Я гляжу с вершины многолетия, емкого, как океан. Мне грустно, мне немного печально, — этого больше нет, но грусть моя милее неуемной радости, а печаль моя светла. Так печалится счастливец, вороша уголки своей памяти и вспоминая годы своего детства, — оно кажется милым, но едва ли есть желание к нему возвратиться вновь.
Прошлым летом я посетил родные места. Река втиснута в упругие сухие берега, и на болотах посеяна пшеница, в прохладных долинах высятся колхозные дворы, а на берегу реки новая кузница; нет теперь на реке тишины, потому что в кузнице мастерит мой брат Санька, длинный, как оглобля, шумливый, как ярмарка, виртуоз молота, золотой работник и такой искусный острослов, что девки, проходя мимо кузницы, зажимают уши косынкой.
А родные и знакомые вовсе переменились… Один стал директором, другой запропал на фронте, а этот получил орден в летчиках. Некоторые употребили первую половину жизни на то, чтобы жалкою сделать вторую, но многие создали из нее художественное произведение, достойное подражания и восторга. Не в моей власти забыть что-либо. Воспоминания приходят теперь ко мне, как непрошеные, но милые гости. Они то являются вдруг, наполняют меня радостью, изумлением и сразу исчезают, потом долго ищешь причину их прихода, беспокоишься и не находишь ее; то они долго-долго тлеют в душе и вот, прорвавшись сквозь кору повседневных забот и дел, заливают поле моего внутреннего зрения сплошным пламенем чувств и мыслей, и тогда я хожу сам не свой, перебирая без труда сотни событий, знакомых имен, деревенских друзей, любимых когда-то девушек. Образы их так ярки, что если бы я был живописец, так нарисовал бы их без всякого напряжения.
МОГИЛА В ЛАЗОРЕВОМ ДОЛУ
Не плачь над ними, мученица-мать!
Но говори им с молодости ранней:
Есть времена, есть целые века,
В которые нет ничего желанней,
Прекраснее тернового венка.
— Еду, Сеня, прощай, голубчик, на носу серьезные дела, — сказал Яков, входя в канцелярию сельсовета и бросая кнут на лавку. — Я всех на чистую воду выведу…
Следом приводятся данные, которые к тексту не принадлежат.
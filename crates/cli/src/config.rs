//! `gantryctl` configuration: a YAML file overridden by `GANTRY_*` environment variables.

use std::path::{Path, PathBuf};
use std::time::Duration;

use gantry_api::ServiceConfig;
use gantry_kubehub::FeedConfig;
use gantry_store::PipelineConfig;
use serde::Deserialize;

#[derive(thiserror::Error, Debug)]
pub enum ConfigError {
    #[error("reading {path}: {source}")]
    Io { path: PathBuf, source: std::io::Error },
    #[error("parsing {path}: {source}")]
    Yaml { path: PathBuf, source: serde_yaml::Error },
    #[error("invalid value {value:?} for {key}")]
    Invalid { key: &'static str, value: String },
}

#[derive(Debug, Clone, PartialEq, Deserialize)]
#[serde(default)]
pub struct ListenerConfig {
    pub host: String,
    pub port: u16,
}

impl Default for ListenerConfig {
    fn default() -> Self { Self { host: "127.0.0.1".into(), port: 7400 } }
}

#[derive(Debug, Clone, PartialEq, Deserialize)]
#[serde(tag = "type", rename_all = "lowercase")]
pub enum StoreConfig {
    Memory {
        #[serde(default)]
        seed: Option<PathBuf>,
    },
    Kubernetes {
        #[serde(default)]
        namespace: Option<String>,
        #[serde(default = "default_group")]
        group: String,
        #[serde(default = "default_version")]
        version: String,
    },
}

fn default_group() -> String { gantry_kubehub::kube_store::DEFAULT_GROUP.into() }
fn default_version() -> String { "v1".into() }

impl Default for StoreConfig {
    fn default() -> Self { StoreConfig::Memory { seed: None } }
}

#[derive(Debug, Clone, PartialEq, Deserialize)]
#[serde(default)]
pub struct PipelineSection {
    pub quiet_window_ms: u64,
    pub max_delay_ms: u64,
    pub queue_cap: usize,
}

impl Default for PipelineSection {
    fn default() -> Self { Self { quiet_window_ms: 100, max_delay_ms: 1000, queue_cap: 1024 } }
}

#[derive(Debug, Clone, PartialEq, Deserialize)]
#[serde(default)]
pub struct FeedSection {
    pub backoff_base_ms: u64,
    pub backoff_max_secs: u64,
}

impl Default for FeedSection {
    fn default() -> Self { Self { backoff_base_ms: 250, backoff_max_secs: 30 } }
}

#[derive(Debug, Clone, PartialEq, Deserialize)]
#[serde(default)]
pub struct ServiceSection {
    pub watch_buffer: usize,
}

impl Default for ServiceSection {
    fn default() -> Self { Self { watch_buffer: 1024 } }
}

#[derive(Debug, Clone, Default, PartialEq, Deserialize)]
#[serde(default)]
pub struct Config {
    pub listener: ListenerConfig,
    pub store: StoreConfig,
    pub pipeline: PipelineSection,
    pub feed: FeedSection,
    pub service: ServiceSection,
    pub metrics_addr: Option<String>,
}

impl Config {
    pub fn from_file(path: &Path) -> Result<Self, ConfigError> {
        let text = std::fs::read_to_string(path).map_err(|source| ConfigError::Io { path: path.to_path_buf(), source })?;
        serde_yaml::from_str(&text).map_err(|source| ConfigError::Yaml { path: path.to_path_buf(), source })
    }

    /// Defaults or `path`, then the process environment on top.
    pub fn load(path: Option<&Path>) -> Result<Self, ConfigError> {
        let mut cfg = match path {
            Some(p) => Self::from_file(p)?,
            None => Self::default(),
        };
        cfg.apply_env(|key| std::env::var(key).ok())?;
        Ok(cfg)
    }

    pub fn apply_env(&mut self, lookup: impl Fn(&str) -> Option<String>) -> Result<(), ConfigError> {
        if let Some(v) = lookup("GANTRY_LISTEN") {
            let (host, port) = v.rsplit_once(':').ok_or_else(|| invalid("GANTRY_LISTEN", &v))?;
            self.listener.port = port.parse().map_err(|_| invalid("GANTRY_LISTEN", &v))?;
            self.listener.host = host.trim_start_matches('[').trim_end_matches(']').to_string();
        }
        env_num(&lookup, "GANTRY_QUIET_WINDOW_MS", &mut self.pipeline.quiet_window_ms)?;
        env_num(&lookup, "GANTRY_MAX_DELAY_MS", &mut self.pipeline.max_delay_ms)?;
        env_num(&lookup, "GANTRY_QUEUE_CAP", &mut self.pipeline.queue_cap)?;
        env_num(&lookup, "GANTRY_BACKOFF_BASE_MS", &mut self.feed.backoff_base_ms)?;
        env_num(&lookup, "GANTRY_WATCH_BACKOFF_MAX_SECS", &mut self.feed.backoff_max_secs)?;
        env_num(&lookup, "GANTRY_WATCH_BUFFER", &mut self.service.watch_buffer)?;
        if let Some(v) = lookup("GANTRY_METRICS_ADDR") {
            self.metrics_addr = Some(v);
        }
        Ok(())
    }

    pub fn pipeline_config(&self) -> PipelineConfig {
        PipelineConfig {
            quiet_window: Duration::from_millis(self.pipeline.quiet_window_ms),
            max_delay: Duration::from_millis(self.pipeline.max_delay_ms),
        }
    }

    pub fn feed_config(&self) -> FeedConfig {
        FeedConfig {
            backoff_base: Duration::from_millis(self.feed.backoff_base_ms),
            backoff_max: Duration::from_secs(self.feed.backoff_max_secs),
            queue_cap: self.pipeline.queue_cap.max(1),
        }
    }

    pub fn service_config(&self) -> ServiceConfig {
        ServiceConfig {
            host: self.listener.host.clone(),
            port: self.listener.port,
            watch_buffer: self.service.watch_buffer.max(1),
        }
    }
}

fn invalid(key: &'static str, value: &str) -> ConfigError { ConfigError::Invalid { key, value: value.to_string() } }

fn env_num<N: std::str::FromStr>(
    lookup: &impl Fn(&str) -> Option<String>,
    key: &'static str,
    slot: &mut N,
) -> Result<(), ConfigError> {
    if let Some(v) = lookup(key) {
        *slot = v.trim().parse().map_err(|_| invalid(key, &v))?;
    }
    Ok(())
}

#[cfg(test)]
mod tests {
    use super::*;
    use std::collections::HashMap;
    use std::io::Write;

    fn env(pairs: &[(&str, &str)]) -> impl Fn(&str) -> Option<String> {
        let map: HashMap<String, String> = pairs.iter().map(|(k, v)| (k.to_string(), v.to_string())).collect();
        move |k| map.get(k).cloned()
    }

    #[test]
    fn defaults_without_file() {
        let cfg = Config::default();
        assert_eq!(cfg.service_config().addr(), "127.0.0.1:7400");
        assert_eq!(cfg.store, StoreConfig::Memory { seed: None });
        assert_eq!(cfg.pipeline_config().quiet_window, Duration::from_millis(100));
        assert_eq!(cfg.feed_config().backoff_max, Duration::from_secs(30));
        assert!(cfg.metrics_addr.is_none());
    }

    #[test]
    fn file_sections_are_partial() {
        let mut file = tempfile::NamedTempFile::new().unwrap();
        write!(
            file,
            r#"
listener:
  port: 9000
store:
  type: kubernetes
  namespace: edge
pipeline:
  max_delay_ms: 250
"#
        )
        .unwrap();
        let cfg = Config::from_file(file.path()).unwrap();
        assert_eq!(cfg.listener, ListenerConfig { host: "127.0.0.1".into(), port: 9000 });
        assert_eq!(
            cfg.store,
            StoreConfig::Kubernetes { namespace: Some("edge".into()), group: "gateway.gantry.dev".into(), version: "v1".into() }
        );
        assert_eq!(cfg.pipeline.max_delay_ms, 250);
        assert_eq!(cfg.pipeline.quiet_window_ms, 100);
    }

    #[test]
    fn environment_overrides_file() {
        let mut cfg = Config::default();
        cfg.apply_env(env(&[
            ("GANTRY_LISTEN", "0.0.0.0:8081"),
            ("GANTRY_QUIET_WINDOW_MS", "5"),
            ("GANTRY_WATCH_BUFFER", "16"),
            ("GANTRY_METRICS_ADDR", "127.0.0.1:9100"),
        ]))
        .unwrap();
        assert_eq!(cfg.service_config().addr(), "0.0.0.0:8081");
        assert_eq!(cfg.service_config().watch_buffer, 16);
        assert_eq!(cfg.pipeline_config().quiet_window, Duration::from_millis(5));
        assert_eq!(cfg.metrics_addr.as_deref(), Some("127.0.0.1:9100"));
    }

    #[test]
    fn bad_values_are_rejected() {
        let err = Config::default().apply_env(env(&[("GANTRY_MAX_DELAY_MS", "soon")])).unwrap_err();
        assert!(matches!(err, ConfigError::Invalid { key: "GANTRY_MAX_DELAY_MS", .. }));
        let err = Config::default().apply_env(env(&[("GANTRY_LISTEN", "no-port")])).unwrap_err();
        assert!(matches!(err, ConfigError::Invalid { key: "GANTRY_LISTEN", .. }));

        let mut file = tempfile::NamedTempFile::new().unwrap();
        write!(file, "store:\n  type: etcd\n").unwrap();
        assert!(matches!(Config::from_file(file.path()), Err(ConfigError::Yaml { .. })));
        assert!(matches!(Config::from_file(Path::new("/nonexistent/gantry.yaml")), Err(ConfigError::Io { .. })));
    }
}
Он всегда заметно оживлялся и веселел, когда предстояло какое-нибудь трудное и занимательное дело. Яков принадлежал к тем людям, которые полно живут только в обстановке боевой тревоги. Мирная работа была ему мало по душе, — вот оттого, может быть, он говорил вовсе не в шутку, что если бы ему да не пятьдесят лет, ушел бы с Колчаком силами меряться. Да, это он говорил серьезно.